Of course this was a sort of backwards re-boot, as it was RTD who brought the show back and in the process transformed it. He came up with the Time War, and we saw the fallout from that mostly in the Tenth Doctor.
However that was clearly not a sustainable way for the show to function – Ten was a hollow shell by the end of his run.

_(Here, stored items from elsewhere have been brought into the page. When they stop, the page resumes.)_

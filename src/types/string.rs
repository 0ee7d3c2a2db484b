// OPCUA for Rust
// SPDX-License-Identifier: MPL-2.0
// Copyright (C) 2017-2024 Adam Lock

//! Contains the implementation of `UAString`.

use std::{
    fmt,
    io::{Read, Write},
};

use crate::types::{
    encoding::{
        process_decode_io_result, process_encode_io_result, write_i32, BinaryEncoder,
        DecodingOptions, EncodingResult,
    },
    status_code::StatusCode,
};

/// To avoid naming conflict hell, the OPC UA String type is typed `UAString` so it does not collide
/// with the Rust `String`.
///
/// A string contains UTF-8 encoded characters or a null value. A null value is distinct from
/// being an empty string so internally, the code maintains that distinction by holding the value
/// as an `Option<String>`.
#[derive(Eq, PartialEq, Debug, Clone, Hash, Serialize, Deserialize)]
pub struct UAString {
    value: Option<String>,
}

impl fmt::Display for UAString {
    fn fmt(&self, f: &mut fmt::Formatter<'_>) -> fmt::Result {
        if let Some(ref value) = self.value {
            write!(f, "{}", value)
        } else {
            write!(f, "[null]")
        }
    }
}

impl BinaryEncoder<UAString> for UAString {
    fn byte_len(&self) -> usize {
        // Length plus the actual string length in bytes for a non-null string.
        4 + if self.value.is_none() {
            0
        } else {
            self.value.as_ref().unwrap().len()
        }
    }

    fn encode<S: Write>(&self, stream: &mut S) -> EncodingResult<usize> {
        // Strings are encoded as UTF8 chars preceded by an Int32 length. A -1 indicates a null string
        if self.value.is_none() {
            write_i32(stream, -1)
        } else {
            let value = self.value.as_ref().unwrap();
            let mut size: usize = 0;
            size += write_i32(stream, value.len() as i32)?;
            let buf = value.as_bytes();
            size += process_encode_io_result(stream.write(buf))?;
            assert_eq!(size, self.byte_len());
            Ok(size)
        }
    }

    fn decode<S: Read>(stream: &mut S, decoding_options: &DecodingOptions) -> EncodingResult<Self> {
        let len = i32::decode(stream, decoding_options)?;
        // Null string?
        if len == -1 {
            Ok(UAString::null())
        } else if len < -1 {
            error!("String buf length is a negative number {}", len);
            Err(StatusCode::BadDecodingError)
        } else if len as usize > decoding_options.max_string_length {
            error!(
                "String buf length {} exceeds decoding limit {}",
                len, decoding_options.max_string_length
            );
            Err(StatusCode::BadDecodingError)
        } else {
            // Create a buffer filled with zeroes and read the string over the top
            let mut buf = vec![0u8; len as usize];
            process_decode_io_result(stream.read_exact(&mut buf))?;
            let value = String::from_utf8(buf).map_err(|err| {
                trace!("Decoded string was not valid UTF-8 - {}", err.to_string());
                StatusCode::BadDecodingError
            })?;
            Ok(UAString::from(value))
        }
    }
}

impl From<UAString> for String {
    fn from(value: UAString) -> Self {
        value.as_ref().to_string()
    }
}

impl AsRef<str> for UAString {
    fn as_ref(&self) -> &str {
        if self.is_null() {
            ""
        } else {
            self.value.as_ref().unwrap()
        }
    }
}

impl<'a> From<&'a str> for UAString {
    fn from(value: &'a str) -> Self {
        Self {
            value: Some(value.to_string()),
        }
    }
}

impl From<&String> for UAString {
    fn from(value: &String) -> Self {
        Self {
            value: Some(value.clone()),
        }
    }
}

impl From<String> for UAString {
    fn from(value: String) -> Self {
        Self { value: Some(value) }
    }
}

impl Default for UAString {
    fn default() -> Self {
        UAString::null()
    }
}

impl UAString {
    pub fn value(&self) -> &Option<String> {
        &self.value
    }

    pub fn set_value(&mut self, value: Option<String>) {
        self.value = value;
    }

    /// Returns true if the string is null or empty, false otherwise
    pub fn is_empty(&self) -> bool {
        self.value.is_none() || self.value.as_ref().unwrap().is_empty()
    }

    /// Returns the length of the string in bytes or -1 for null.
    pub fn len(&self) -> isize {
        if self.value.is_none() {
            -1
        } else {
            self.value.as_ref().unwrap().len() as isize
        }
    }

    /// Create a null string (not the same as an empty string).
    pub fn null() -> UAString {
        UAString { value: None }
    }

    /// Test if the string is null.
    pub fn is_null(&self) -> bool {
        self.value.is_none()
    }
}
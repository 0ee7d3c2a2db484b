// OPCUA for Rust
// SPDX-License-Identifier: MPL-2.0
// Copyright (C) 2017-2024 Adam Lock

//! Contains the implementation of `ByteString`.

use std::io::{Read, Write};

use crate::types::{
    encoding::{
        process_decode_io_result, process_encode_io_result, write_i32, BinaryEncoder,
        DecodingOptions, EncodingResult,
    },
    status_code::StatusCode,
};

/// A sequence of octets. A null byte string is distinct from an empty one.
#[derive(Eq, PartialEq, Debug, Clone, Hash, Serialize, Deserialize)]
pub struct ByteString {
    pub value: Option<Vec<u8>>,
}

impl BinaryEncoder<ByteString> for ByteString {
    fn byte_len(&self) -> usize {
        // Length plus the actual length of bytes (if not null)
        4 + if self.value.is_none() {
            0
        } else {
            self.value.as_ref().unwrap().len()
        }
    }

    fn encode<S: Write>(&self, stream: &mut S) -> EncodingResult<usize> {
        // Byte strings are encoded as an Int32 length followed by the bytes. A -1 indicates a null.
        if self.value.is_none() {
            write_i32(stream, -1)
        } else {
            let mut size: usize = 0;
            let value = self.value.as_ref().unwrap();
            size += write_i32(stream, value.len() as i32)?;
            size += process_encode_io_result(stream.write(value))?;
            assert_eq!(size, self.byte_len());
            Ok(size)
        }
    }

    fn decode<S: Read>(stream: &mut S, decoding_options: &DecodingOptions) -> EncodingResult<Self> {
        let len = i32::decode(stream, decoding_options)?;
        // Null string?
        if len == -1 {
            Ok(ByteString::null())
        } else if len < -1 {
            error!("ByteString length is a negative number {}", len);
            Err(StatusCode::BadDecodingError)
        } else if len as usize > decoding_options.max_byte_string_length {
            error!(
                "ByteString length {} exceeds decoding limit {}",
                len, decoding_options.max_byte_string_length
            );
            Err(StatusCode::BadDecodingError)
        } else {
            let mut buf = vec![0u8; len as usize];
            process_decode_io_result(stream.read_exact(&mut buf))?;
            Ok(ByteString { value: Some(buf) })
        }
    }
}

impl AsRef<[u8]> for ByteString {
    fn as_ref(&self) -> &[u8] {
        if self.value.is_none() {
            &[]
        } else {
            self.value.as_ref().unwrap()
        }
    }
}

impl<'a, T> From<&'a T> for ByteString
where
    T: AsRef<[u8]> + ?Sized,
{
    fn from(value: &'a T) -> Self {
        Self::from(value.as_ref().to_vec())
    }
}

impl From<Vec<u8>> for ByteString {
    fn from(value: Vec<u8>) -> Self {
        Self { value: Some(value) }
    }
}

impl Default for ByteString {
    fn default() -> Self {
        ByteString::null()
    }
}

impl ByteString {
    /// Create a null byte string (not the same as an empty string).
    pub fn null() -> ByteString {
        ByteString { value: None }
    }

    /// Test if the byte string is null.
    pub fn is_null(&self) -> bool {
        self.value.is_none()
    }

    /// Test if the byte string is null or empty.
    pub fn is_empty(&self) -> bool {
        self.value.is_none() || self.value.as_ref().unwrap().is_empty()
    }

    /// Returns the length of the byte string or -1 for null.
    pub fn len(&self) -> isize {
        if self.value.is_none() {
            -1
        } else {
            self.value.as_ref().unwrap().len() as isize
        }
    }
}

So Moffat began his reboot. It’s easier if we divide it up by Companions, than Doctors, because it’s in the Companions’ roles that we most clearly see how he has progressed things - this is a VERY quick run-through, but I thought it'd be helpful now we stand at the brink of the new:
Ponds (family)
The first project was to look after the Doctor himself. He was a lonely, volatile creature by the end of The End of Time, and the Ponds gave him an intensive course of family therapy. He (re-)learned to trust, and to love and to just be happy. It gave him ties to the world that he had not had since the loss of Gallifrey, and in River a wife with abilities very much like his own; and she had a lifespan long enough to become a genuine partner. The Doctor once more became the Trickster character/wizard he is supposed to be.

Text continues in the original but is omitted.